* [Work to complete]
Write out, word for word, the first line of the data below and every line after it through the one containing "when they are".

* [Exercise inputs]
// SPDX-License-Identifier: Apache-2.0
// Copyright 2025 Ankit Kumar Pandey

//! Memory budget shared by every sandbox of a pool.
//!
//! Sandboxes charge their cgroup memory limit against the pool when they are
//! created (or unpaused after a downsize) and return it when torn down. A
//! charge larger than what is free waits; it never fails unless it could not
//! be satisfied even by an empty pool.

use parking_lot::Mutex;
use tokio::sync::Notify;

use crate::error::{ForkliftResult, SandboxError};

/// Fixed-size pool of megabytes with blocking reservation.
#[derive(Debug)]
pub struct MemPool {
    name: String,
    total_mb: u64,
    available_mb: Mutex<i64>,
    released: Notify,
    trace: bool,
}

impl MemPool {
    pub fn new(name: impl Into<String>, total_mb: u64, trace: bool) -> Self {
        let name = name.into();
        tracing::info!(pool = %name, total_mb = total_mb, "Memory pool created");
        Self {
            name,
            total_mb,
            available_mb: Mutex::new(total_mb as i64),
            released: Notify::new(),
            trace,
        }
    }

    pub fn name(&self) -> &str {
        &self.name
    }

    pub fn total_mb(&self) -> u64 {
        self.total_mb
    }

    pub fn available_mb(&self) -> i64 {
        *self.available_mb.lock()
    }

    /// Wait until `mb` megabytes are free, then take them.
    pub async fn require_mb(&self, mb: u64) -> ForkliftResult<()> {
        if mb > self.total_mb {
            return Err(SandboxError::MemoryRequestTooLarge {
                pool: self.name.clone(),
                requested_mb: mb,
                total_mb: self.total_mb,
            }
            .into());
        }

        loop {
            // register interest before checking so a release between the
            // check and the await is not lost
            let notified = self.released.notified();
            tokio::pin!(notified);
            notified.as_mut().enable();

            {
                let mut available = self.available_mb.lock();
                if *available >= mb as i64 {
                    *available -= mb as i64;
                    if self.trace {
                        tracing::debug!(pool = %self.name, taken_mb = mb, available_mb = *available, "Memory reserved");
                    }
                    return Ok(());
                }
                if self.trace {
                    tracing::debug!(pool = %self.name, wanted_mb = mb, available_mb = *available, "Waiting for memory");
                }
            }

            notified.await;
        }
    }

    /// Return `mb` megabytes to the pool and wake waiters.
    pub fn release_mb(&self, mb: u64) {
        self.adjust_available_mb(mb as i64);
    }

    /// Add `delta` (possibly negative) to the free count without waiting.
    ///
    /// Only use negative deltas for memory that is already accounted for
    /// elsewhere; reservations should go through [`MemPool::require_mb`].
    pub fn adjust_available_mb(&self, delta: i64) -> i64 {
        let available = {
            let mut available = self.available_mb.lock();
            *available += delta;
            if *available > self.total_mb as i64 {
                tracing::error!(pool = %self.name, available_mb = *available, total_mb = self.total_mb, "More memory returned than was taken");
            }
            *available
        };

        if self.trace {
            tracing::debug!(pool = %self.name, delta_mb = delta, available_mb = available, "Memory adjusted");
        }
        if delta > 0 {
            self.released.notify_waiters();
        }
        available
    }
}

#[cfg(test)]
mod tests {
    use super::*;
    use std::sync::Arc;
    use std::time::Duration;

    #[tokio::test]
    async fn test_require_and_release() {
        let pool = MemPool::new("test", 100, false);
        pool.require_mb(60).await.unwrap();
        assert_eq!(pool.available_mb(), 40);
        pool.release_mb(60);
        assert_eq!(pool.available_mb(), 100);
    }

    #[tokio::test]
    async fn test_oversized_request_fails() {
        let pool = MemPool::new("test", 100, false);
        assert!(pool.require_mb(101).await.is_err());
        assert_eq!(pool.available_mb(), 100);
    }

    #[tokio::test]
    async fn test_require_blocks_until_release() {
        let pool = Arc::new(MemPool::new("test", 100, false));
        pool.require_mb(80).await.unwrap();

        let waiter = {
            let pool = pool.clone();
            tokio::spawn(async move { pool.require_mb(50).await })
        };

        tokio::time::sleep(Duration::from_millis(50)).await;
        assert!(!waiter.is_finished());
        assert_eq!(pool.available_mb(), 20);

        pool.release_mb(80);
        tokio::time::timeout(Duration::from_secs(1), waiter)
            .await
            .unwrap()
            .unwrap()
            .unwrap();
        assert_eq!(pool.available_mb(), 50);
    }

    #[tokio::test]
    async fn test_many_waiters_never_overdraw() {
        let pool = Arc::new(MemPool::new("test", 30, false));
        pool.require_mb(30).await.unwrap();

        let mut waiters = Vec::new();
        for _ in 0..5 {
            let pool = pool.clone();
            waiters.push(tokio::spawn(async move {
                pool.require_mb(10).await.unwrap();
                assert!(pool.available_mb() >= 0);
                tokio::time::sleep(Duration::from_millis(10)).await;
                pool.release_mb(10);
            }));
        }

        pool.release_mb(30);
        for w in waiters {
            tokio::time::timeout(Duration::from_secs(2), w)
                .await
                .unwrap()
                .unwrap();
        }
        assert_eq!(pool.available_mb(), 30);
    }
}
#[async_trait]
impl SandboxPool for SockPool {
    async fn create(
        &self,
        parent: Option<SandboxHandle>,
        is_leaf: bool,
        code_dir: Option<&Path>,
        scratch_dir: &Path,
        meta: Option<SandboxMeta>,
        runtime: RuntimeKind,
    ) -> ForkliftResult<SandboxHandle> {
        if is_leaf && code_dir.is_none() {
            return Err(SandboxError::LeafWithoutCode.into());
        }

        let sock_path = scratch_dir.join(launch::SOCKET_NAME);
        let len = sock_path.as_os_str().len();
        if len > MAX_SOCKET_PATH {
            return Err(SandboxError::SocketPathTooLong {
                path: sock_path,
                len,
            }
            .into());
        }

        let meta = meta.unwrap_or_default().with_defaults(&self.conf.limits);
        let id = next_sandbox_id();
        tracing::debug!(
            pool = %self.name,
            sandbox_id = %id,
            parent = ?parent.as_ref().map(|p| p.id()),
            is_leaf = is_leaf,
            meta = %meta,
            "Creating sock sandbox"
        );

        self.mem.require_mb(meta.mem_mb).await?;
        let cg = match self.cgroups.acquire(meta.mem_mb, meta.cpu_percent).await {
            Ok(cg) => cg,
            Err(e) => {
                self.mem.release_mb(meta.mem_mb);
                return Err(e);
            }
        };
        let root_dir = match self.root_dirs.make(&format!("SB-{}", id)) {
            Ok(dir) => dir,
            Err(e) => {
                if let Err(release_err) = release_cgroup(cg, &self.mem).await {
                    tracing::error!(sandbox_id = %id, error = %release_err, "Could not release cgroup, memory stays charged");
                }
                return Err(e);
            }
        };

        let client = SandboxClient::unix(
            sock_path,
            Duration::from_secs(self.conf.limits.max_runtime_default),
        );
        let mut sb = SockSandbox {
            id,
            runtime,
            is_leaf,
            meta,
            root_dir,
            code_dir: code_dir.map(Path::to_path_buf),
            scratch_dir: scratch_dir.to_path_buf(),
            cg: Some(cg),
            client,
            mem: self.mem.clone(),
            downsize_paused_mem: self.conf.features.downsize_paused_mem,
            refcount: 1,
            parent: None,
            children: HashSet::new(),
            proxy: None,
        };

        if let Err(e) = self.finish(&mut sb, parent.as_ref()).await {
            tracing::warn!(sandbox_id = %id, error = %e, "Sandbox setup failed");
            sb.destroy(&format!("error before create completed: {}", e))
                .await;
            return Err(e);
        }

        let safe = SafeSandbox::new(Box::new(sb));
        self.handles.retain(|_, weak| weak.strong_count() > 0);
        self.handles.insert(id, Arc::downgrade(&safe));
        safe.start_notifying_listeners(self.listeners.snapshot())
            .await;
        Ok(safe)
    }

    fn add_listener(&self, listener: EventListener) {
        self.listeners.add(listener);
    }

    async fn cleanup(&self) {
        // leaves first, so Zygotes are not kept alive by their children
        let mut handles = self.live_handles();
        handles.sort_by_key(|sb| !sb.is_leaf());
        for sb in handles {
            sb.destroy("pool cleanup").await;
        }
        self.handles.clear();

        let available = self.mem.available_mb();
        if available != self.mem.total_mb() as i64 {
            tracing::warn!(
                pool = %self.name,
                available_mb = available,
                total_mb = self.mem.total_mb(),
                "Memory still charged after cleanup"
            );
        }

        if let Err(e) = self.cgroups.destroy().await {
            tracing::error!(pool = %self.name, error = %e, "Could not remove cgroup pool");
        }
        if let Err(e) = self.root_dirs.cleanup() {
            tracing::error!(pool = %self.name, error = %e, "Could not remove sandbox roots");
        }
    }

    async fn debug_string(&self) -> String {
        let mut by_kind: HashMap<&'static str, usize> = HashMap::new();
        for sb in self.live_handles() {
            *by_kind
                .entry(if sb.is_leaf() { "leaf" } else { "zygote" })
                .or_default() += 1;
        }
        format!(
            "SOCK POOL {}: {} leaves, {} zygotes, {}/{} MB free\n",
            self.name,
            by_kind.get("leaf").copied().unwrap_or(0),
            by_kind.get("zygote").copied().unwrap_or(0),
            self.mem.available_mb(),
            self.mem.total_mb()
        )
    }

    fn mem_pool(&self) -> Option<Arc<MemPool>> {
        Some(self.mem.clone())
    }

    fn fatal(&self) -> Option<FatalSignal> {
        Some(self.cgroups.fatal().clone())
    }
}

* [Task solution]
// SPDX-License-Identifier: Apache-2.0
// Copyright 2025 Ankit Kumar Pandey

//! Memory budget shared by every sandbox of a pool.
//!
//! Sandboxes charge their cgroup memory limit against the pool when they are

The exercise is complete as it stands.